My trajectory was far from normal for the industry. But the more I work in this space, the more I find "normal" doesn't really exist. The one common thread I have found for people finding their way in esports is that they hit their stride applying things they're good at in a field they love.

Here's my story. I majored in economics at Cornell, and took electives in information sciences and business. Right after school, I worked as a financial consultant before moving into startups and tech. Gaming was just a hobby.

After some soul searching, I decided I wanted to break from the mold and try my hand at a "passion" career. The Overwatch League was just starting, and New York Excelsior (NYXL) assistant coach WizardHyeong was positioning himself as “the coach bringing Moneyball to esports.” He was doing a lot of data-heavy coaching, and posted a job on Twitter looking for a data analyst to help him in their first season in the OWL.

What I think got me the job was how I positioned myself differently than most other applicants. Knowing Wizard already had a few folks doing heavy data analysis for him, I reframed the ask in my application. I said I thought he needed someone that would help him pull ideas from the existing data, not just one more person to collect data. 

The idea of "pulling ideas from data" is exactly what I was doing at my previous job. It was both a better fit for me and I think a more compelling sell to Wizard. We’ve now worked together at two different stops; I joined him on the Washington Justice as an assistant coach and finally as General Manager.

When hiring, it's always great to see people who love esports. But that's a standard prerequisite for working in any industry. What sets a candidate apart in esports, and what drives my own hiring decisions, is relevant skills that can then be applied into esports. This industry is still very much in start-up mode, so there's not always time to learn on the job. 

It also gives you a safety net. If things turn for the worse, you're not left standing on just your passion for esports, but instead have a well-rounded resume that translates well into other industries.

For example, the term "separating signal from noise" is thrown around a lot in tech. This is something I did a lot. Data is infinite, so the idea of "Big Data" right now is less about just getting more of it, and instead about being able to use what you have. That skill is relevant in esports, consulting, tech and beyond.

If you're looking to break into the business, don't rely 100 percent on your "passion for the industry" to get your foot in the door. Find out what you're good at and find ways to apply that in esports.

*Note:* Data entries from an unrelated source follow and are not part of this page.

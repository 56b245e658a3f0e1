//! convoy scheduling manager
//!
//! Runs the reconciliation pipeline in-process on a fixed interval against
//! the in-memory collaborators, seeded from a JSON fixture.

use std::sync::Arc;

use anyhow::{Context, Result};
use convoy_scheduling::{
    clients::memory::{Fixture, InMemoryCluster, InMemoryEnvironments},
    config::Config,
    pipeline::LocalPipeline,
    worker::SchedulerWorker,
};
use tokio::sync::watch;
use tracing::{error, info, warn};
use tracing_subscriber::{layer::SubscriberExt, util::SubscriberInitExt, EnvFilter};

#[tokio::main]
async fn main() -> Result<()> {
    // Load configuration
    let config = Config::from_env()?;

    // Initialize tracing (prefer RUST_LOG, fallback to CONVOY_LOG_LEVEL)
    tracing_subscriber::registry()
        .with(EnvFilter::try_from_default_env().unwrap_or_else(|_| config.log_level.clone().into()))
        .with(tracing_subscriber::fmt::layer().json())
        .init();

    info!("Starting convoy scheduling manager");
    info!(
        reconcile_interval_secs = config.reconcile_interval.as_secs(),
        call_timeout_secs = config.call_timeout.as_secs(),
        describe_concurrency = config.describe_concurrency,
        "Configuration loaded"
    );

    let path = config
        .fixture_path
        .clone()
        .context("CONVOY_FIXTURE_PATH must name a fixture file")?;
    let raw = tokio::fs::read_to_string(&path)
        .await
        .with_context(|| format!("failed to read fixture {}", path.display()))?;
    let fixture = match Fixture::from_json(&raw) {
        Ok(fixture) => fixture,
        Err(e) => {
            error!(path = %path.display(), error = %e, "Invalid fixture");
            return Err(e.into());
        }
    };
    info!(
        environments = fixture.environments.len(),
        clusters = fixture.clusters.len(),
        "Fixture loaded"
    );

    let pipeline = LocalPipeline::new(
        Arc::new(InMemoryEnvironments::from_fixture(&fixture)),
        Arc::new(InMemoryCluster::from_fixture(&fixture)),
        &config,
    );

    // Create shutdown channel for graceful shutdown
    let (shutdown_tx, shutdown_rx) = watch::channel(false);

    let worker = SchedulerWorker::new(pipeline.reconciler.clone(), config.reconcile_interval);
    let worker_handle = tokio::spawn(async move {
        worker.run(shutdown_rx).await;
    });

    // Wait for shutdown signal (Ctrl+C)
    tokio::signal::ctrl_c().await?;
    info!("Received shutdown signal");

    // Signal shutdown to the worker
    let _ = shutdown_tx.send(true);

    info!("Waiting for in-flight work to finish...");
    let shutdown_timeout = std::time::Duration::from_secs(10);

    if let Err(e) = tokio::time::timeout(shutdown_timeout, worker_handle).await {
        warn!(error = %e, "Scheduler worker did not shut down in time");
    }
    if let Err(e) = tokio::time::timeout(shutdown_timeout, pipeline.wait_idle()).await {
        warn!(error = %e, "Managers did not finish in time");
    }

    info!("Shutdown complete");
    Ok(())
}
//! Remedial actions and their execution against the cluster API.

use std::time::Duration;

use convoy_id::{ClusterId, InstanceId, TaskDefinitionId, TaskId};
use serde::{Deserialize, Serialize};
use tracing::{debug, warn};

use crate::clients::{bounded, ClusterApi};

/// Place a task of the environment's task definition on one instance.
#[derive(Debug, Clone, PartialEq, Eq, Hash, Serialize, Deserialize)]
pub struct StartTask {
    pub cluster_id: ClusterId,
    pub container_instance_id: InstanceId,
    pub task_definition_id: TaskDefinitionId,
    pub group: String,
}

/// Stop one task.
#[derive(Debug, Clone, PartialEq, Eq, Hash, Serialize, Deserialize)]
pub struct StopTask {
    pub cluster_id: ClusterId,
    pub task_id: TaskId,
    pub reason: String,
}

/// A single idempotent remedial command.
///
/// Actions from one cycle may run in any order or all at once, and a
/// failed action is simply recomputed next cycle.
#[derive(Debug, Clone, PartialEq, Eq, Hash, Serialize, Deserialize)]
#[serde(tag = "action", rename_all = "snake_case")]
pub enum SchedulingAction {
    StartTask(StartTask),
    StopTask(StopTask),
}

impl From<StartTask> for SchedulingAction {
    fn from(action: StartTask) -> Self {
        Self::StartTask(action)
    }
}

impl From<StopTask> for SchedulingAction {
    fn from(action: StopTask) -> Self {
        Self::StopTask(action)
    }
}

impl SchedulingAction {
    /// Issue the action. Returns whether the cluster API accepted it.
    ///
    /// API errors and timeouts count as failures; they are logged here and
    /// never propagated.
    pub async fn execute(&self, api: &dyn ClusterApi, limit: Duration) -> bool {
        match self {
            Self::StartTask(start) => {
                let result = bounded(
                    "start_task",
                    limit,
                    api.start_task(
                        &start.cluster_id,
                        &start.container_instance_id,
                        &start.task_definition_id,
                        &start.group,
                    ),
                )
                .await;

                match result {
                    Ok(output) if output.succeeded() => {
                        debug!(
                            instance_id = %start.container_instance_id,
                            task_definition_id = %start.task_definition_id,
                            tasks = ?output.tasks,
                            "Started task"
                        );
                        true
                    }
                    Ok(output) => {
                        warn!(
                            instance_id = %start.container_instance_id,
                            failures = ?output.failures,
                            "Start task rejected"
                        );
                        false
                    }
                    Err(e) => {
                        warn!(
                            instance_id = %start.container_instance_id,
                            error = %e,
                            "Start task failed"
                        );
                        false
                    }
                }
            }
            Self::StopTask(stop) => {
                let result = bounded(
                    "stop_task",
                    limit,
                    api.stop_task(&stop.cluster_id, &stop.task_id, &stop.reason),
                )
                .await;

                match result {
                    Ok(output) if output.succeeded() => {
                        debug!(task_id = %stop.task_id, reason = %stop.reason, "Stopped task");
                        true
                    }
                    Ok(_) => {
                        warn!(task_id = %stop.task_id, "Stop task returned no task");
                        false
                    }
                    Err(e) => {
                        warn!(task_id = %stop.task_id, error = %e, "Stop task failed");
                        false
                    }
                }
            }
        }
    }
}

Teams need people that can make an impact on day one, who can help drive esports further by bringing in skills and knowledge still growing in the scene.

Esports still relies heavily on their communities to contribute and grow, and this is often where great candidates are found. We've frequently hired people who've worked at LANs and differentiated themselves with their professionalism. Opportunities like these can sometimes be limited. Fortunately, there's a flourishing second-tier scene that's hungry for volunteers and people out to prove their ability. 

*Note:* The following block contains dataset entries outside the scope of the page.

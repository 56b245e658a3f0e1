//! Strategy selection.

use thiserror::Error;

use super::daemon::{Daemon, ReplaceAfterTerminateScheduler};
use super::{EnvironmentDescription, EnvironmentType, Scheduler, SchedulingAction, SingleTaskScheduler};
use crate::error::SchedulingResult;
use crate::state::ClusterSnapshot;

/// No strategy is registered for an environment.
#[derive(Debug, Clone, PartialEq, Eq, Error)]
pub enum UnsupportedStrategy {
    #[error("unsupported deployment method '{deployment_method}' for environment type {environment_type}")]
    DeploymentMethod {
        environment_type: EnvironmentType,
        deployment_method: String,
    },

    #[error("deployment method not supported for environment type '{0}'")]
    EnvironmentType(String),
}

/// Every known strategy, selected by environment type and deployment method.
#[derive(Debug, Clone)]
pub enum Strategy {
    SingleTask(SingleTaskScheduler),
    ReplaceAfterTerminate(Daemon<ReplaceAfterTerminateScheduler>),
}

impl Strategy {
    /// Select the strategy for an environment.
    ///
    /// Single-task environments ignore the deployment method. Daemon
    /// environments must name a known one.
    pub fn for_environment(environment: &EnvironmentDescription) -> Result<Self, UnsupportedStrategy> {
        match environment.environment_type {
            EnvironmentType::SingleTask => Ok(Self::SingleTask(SingleTaskScheduler)),
            EnvironmentType::Daemon => match environment.deployment_method.as_str() {
                ReplaceAfterTerminateScheduler::ID => {
                    Ok(Self::ReplaceAfterTerminate(Daemon::new(ReplaceAfterTerminateScheduler)))
                }
                other => Err(UnsupportedStrategy::DeploymentMethod {
                    environment_type: environment.environment_type,
                    deployment_method: other.to_string(),
                }),
            },
        }
    }
}

impl Scheduler for Strategy {
    fn schedule(
        &self,
        snapshot: &ClusterSnapshot,
        environment: &EnvironmentDescription,
    ) -> SchedulingResult<Vec<SchedulingAction>> {
        match self {
            Self::SingleTask(s) => s.schedule(snapshot, environment),
            Self::ReplaceAfterTerminate(s) => s.schedule(snapshot, environment),
        }
    }
}

/// Seam for swapping strategy selection in tests.
pub trait StrategyResolver: Send + Sync {
    fn resolve(&self, environment: &EnvironmentDescription) -> Result<Box<dyn Scheduler>, UnsupportedStrategy>;
}

/// The production resolver.
#[derive(Debug, Clone, Copy, Default)]
pub struct SchedulerFactory;

impl SchedulerFactory {
    pub fn scheduler_for(&self, environment: &EnvironmentDescription) -> Result<Strategy, UnsupportedStrategy> {
        Strategy::for_environment(environment)
    }
}

impl StrategyResolver for SchedulerFactory {
    fn resolve(&self, environment: &EnvironmentDescription) -> Result<Box<dyn Scheduler>, UnsupportedStrategy> {
        Ok(Box::new(self.scheduler_for(environment)?))
    }
}

#[cfg(test)]
mod tests {
    use rstest::rstest;

    use super::*;
    use crate::engine::fixtures::daemon_env;

    fn env(environment_type: EnvironmentType, method: &str) -> EnvironmentDescription {
        EnvironmentDescription {
            environment_type,
            deployment_method: method.to_string(),
            ..daemon_env("env", "taskdefA")
        }
    }

    #[rstest]
    #[case(EnvironmentType::SingleTask, "")]
    #[case(EnvironmentType::SingleTask, "ReplaceAfterTerminate")]
    #[case(EnvironmentType::SingleTask, "Whatever")]
    fn test_single_task_ignores_method(#[case] ty: EnvironmentType, #[case] method: &str) {
        let strategy = SchedulerFactory.scheduler_for(&env(ty, method)).unwrap();
        assert!(matches!(strategy, Strategy::SingleTask(_)));
    }

    #[test]
    fn test_daemon_replace_after_terminate() {
        let strategy = SchedulerFactory
            .scheduler_for(&env(EnvironmentType::Daemon, "ReplaceAfterTerminate"))
            .unwrap();
        assert!(matches!(strategy, Strategy::ReplaceAfterTerminate(_)));
    }

    #[rstest]
    #[case("")]
    #[case("BlueGreen")]
    #[case("replaceafterterminate")]
    fn test_daemon_unknown_method(#[case] method: &str) {
        let err = SchedulerFactory
            .scheduler_for(&env(EnvironmentType::Daemon, method))
            .unwrap_err();

        assert_eq!(
            err,
            UnsupportedStrategy::DeploymentMethod {
                environment_type: EnvironmentType::Daemon,
                deployment_method: method.to_string(),
            }
        );
        assert!(err.to_string().contains("Daemon"));
    }

    #[test]
    fn test_resolver_boxes_strategy() {
        let resolved = SchedulerFactory.resolve(&env(EnvironmentType::SingleTask, ""));
        assert!(resolved.is_ok());
    }
}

Esports benefits from the low barrier to entry, where anyone can mock up a design, manage a small team, or run social media for a new group. These are invaluable experiences that hiring managers will look for.

Does the scene feel like a risk to enter right now? It's definitely a bit of a roller coaster, but it's not too risky just yet. Several high-profile organizations recently downsized after growing too quickly or making bad assumptions on finances; But having learned these lessons, many of them are better for it, and designing teams in a more sustainable model.

Esports is in a position that many startups have been in the past few years. They feel risky, but have the upside of gaining rapid experience, growing with an organization, and being able to make a difference. 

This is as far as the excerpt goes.